The Account of Shimei
Shimei son of Gera, a Benjaminite from the house of Saul, had come out and cursed David as he fled Jerusalem during Absalom's rebellion. He had thrown stones and dust and called David a man of blood and a worthless man. When David returned to Jerusalem after the rebellion was crushed, Shimei came and threw himself down and begged forgiveness. Abishai had wanted to execute him on the spot. David had said no. He swore to Shimei by God that he would not die by the sword. He kept his oath.
But the oath was David's oath, not Solomon's. David told Solomon: you are a wise man, you know what Shimei did, you know he cursed me with a curse that was severe. Do not treat him as innocent. Bring his gray head down to the grave with blood.

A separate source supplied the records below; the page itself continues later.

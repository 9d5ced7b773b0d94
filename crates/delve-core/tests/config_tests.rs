use std::io::Write;

use delve_core::config::{LogFormat, DEFAULT_FAIL_MARKER, DEFAULT_LOG_FORMAT, DEFAULT_LOG_LEVEL};
use delve_core::{Config, ConfigError, ErrorPolicy};
use tempfile::{tempdir, NamedTempFile};

const ENV_VARS: [&str; 4] = [
    "DELVE_SUPERVISOR_ERROR_POLICY",
    "DELVE_LOG_LEVEL",
    "DELVE_LOG_FORMAT",
    "DELVE_RESEARCHER_FAIL_MARKER",
];

#[test]
fn test_default_config() {
    let config = Config::default();
    assert_eq!(config.supervisor.error_policy, ErrorPolicy::RecordAndContinue);
    assert_eq!(config.logging.level, DEFAULT_LOG_LEVEL);
    assert_eq!(config.logging.format, DEFAULT_LOG_FORMAT);
    assert_eq!(config.researcher.fail_marker, DEFAULT_FAIL_MARKER);
}

#[test]
fn test_config_to_toml() {
    let toml_str = toml::to_string_pretty(&Config::default()).unwrap();
    assert!(toml_str.contains("[supervisor]"));
    assert!(toml_str.contains("[logging]"));
    assert!(toml_str.contains("[researcher]"));
}

#[test]
fn test_config_from_toml() {
    let toml_str = r#"
[supervisor]
error_policy = "fail_fast"

[logging]
level = "delve_core=debug"
format = "json"
"#;
    let config = Config::from_toml(toml_str).unwrap();
    assert_eq!(config.supervisor.error_policy, ErrorPolicy::FailFast);
    assert_eq!(config.logging.level, "delve_core=debug");
    assert_eq!(config.logging.log_format().unwrap(), LogFormat::Json);
    assert_eq!(config.researcher.fail_marker, DEFAULT_FAIL_MARKER);
}

#[test]
fn test_unknown_policy_rejected_at_load() {
    let toml_str = r#"
[supervisor]
error_policy = "retry_forever"
"#;
    let result = Config::from_toml(toml_str);
    assert!(matches!(result, Err(ConfigError::ParseError(_))));
}

#[test]
fn test_unknown_log_format_rejected_at_load() {
    let toml_str = r#"
[logging]
format = "xml"
"#;
    let result = Config::from_toml(toml_str);
    assert!(matches!(result, Err(ConfigError::Invalid(_))));
}

#[test]
fn test_empty_sections_use_defaults() {
    let config = Config::from_toml("").unwrap();
    assert_eq!(config.supervisor.error_policy, ErrorPolicy::RecordAndContinue);
    assert_eq!(config.logging.level, DEFAULT_LOG_LEVEL);
}

#[test]
fn test_env_overrides() {
    let mut file = NamedTempFile::new().unwrap();
    writeln!(
        file,
        "[supervisor]\nerror_policy = \"record_and_continue\"\n\n[researcher]\nfail_marker = \"BOOM\""
    )
    .unwrap();

    // Environment variables are process-wide, so every env case lives in this one test.
    let config_home = tempdir().unwrap();
    std::env::set_var("XDG_CONFIG_HOME", config_home.path());
    for var in ENV_VARS {
        std::env::remove_var(var);
    }

    let config = Config::from_file(file.path()).unwrap();
    assert_eq!(config.supervisor.error_policy, ErrorPolicy::RecordAndContinue);
    assert_eq!(config.researcher.fail_marker, "BOOM");

    std::env::set_var("DELVE_SUPERVISOR_ERROR_POLICY", "fail_fast");
    let config = Config::from_file(file.path()).unwrap();
    assert_eq!(config.supervisor.error_policy, ErrorPolicy::FailFast);

    std::env::set_var("DELVE_SUPERVISOR_ERROR_POLICY", "sometimes");
    let result = Config::from_file(file.path());
    assert!(matches!(result, Err(ConfigError::UnknownPolicy(_))));

    // No config file anywhere: defaults plus env.
    std::env::set_var("DELVE_SUPERVISOR_ERROR_POLICY", "fail_fast");
    std::env::set_var("DELVE_LOG_LEVEL", "debug");
    std::env::set_var("DELVE_LOG_FORMAT", "json");
    let config = Config::load().unwrap();
    assert_eq!(config.supervisor.error_policy, ErrorPolicy::FailFast);
    assert_eq!(config.logging.level, "debug");
    assert_eq!(config.logging.log_format().unwrap(), LogFormat::Json);
    assert_eq!(config.researcher.fail_marker, DEFAULT_FAIL_MARKER);

    std::env::set_var("DELVE_LOG_FORMAT", "xml");
    assert!(matches!(Config::load(), Err(ConfigError::Invalid(_))));

    for var in ENV_VARS {
        std::env::remove_var(var);
    }
    std::env::remove_var("XDG_CONFIG_HOME");
}

#[test]
fn test_missing_file() {
    let result = Config::from_file("/definitely/not/here/delve.toml");
    assert!(matches!(result, Err(ConfigError::ReadError(_))));
}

The Gratitude That Went With the Accounts
Not everything on David's deathbed list was a score to settle. He told Solomon to be kind to the sons of Barzillai the Gileadite, the man who had brought food and supplies to David at Mahanaim when David was fleeing Absalom and had nothing. Barzillai had served David in a moment of real humiliation, when no one was obligated to serve him. David wanted that kindness remembered in the next generation, the same way he wanted Joab's treachery and Shimei's curse remembered. The deathbed was a ledger, and not everything in it was debt.
Solomon Executed the Instructions
He moved within the first years of his reign. Joab, who had backed the wrong claimant during the succession contest, fled to the Tabernacle and took hold of the horns of the altar seeking sanctuary. Solomon sent his commander there. Joab refused to leave. He was killed at the altar. Solomon then summoned Shimei, placed him under house arrest in Jerusalem, and warned him that the day he crossed the Kidron Valley he would die. Shimei agreed. Three years later his servants ran away to Gath and he went to retrieve them. He came back and Solomon called him in and executed him the same day. Then, as the Book of Kings records, the kingdom was established in Solomon's hand.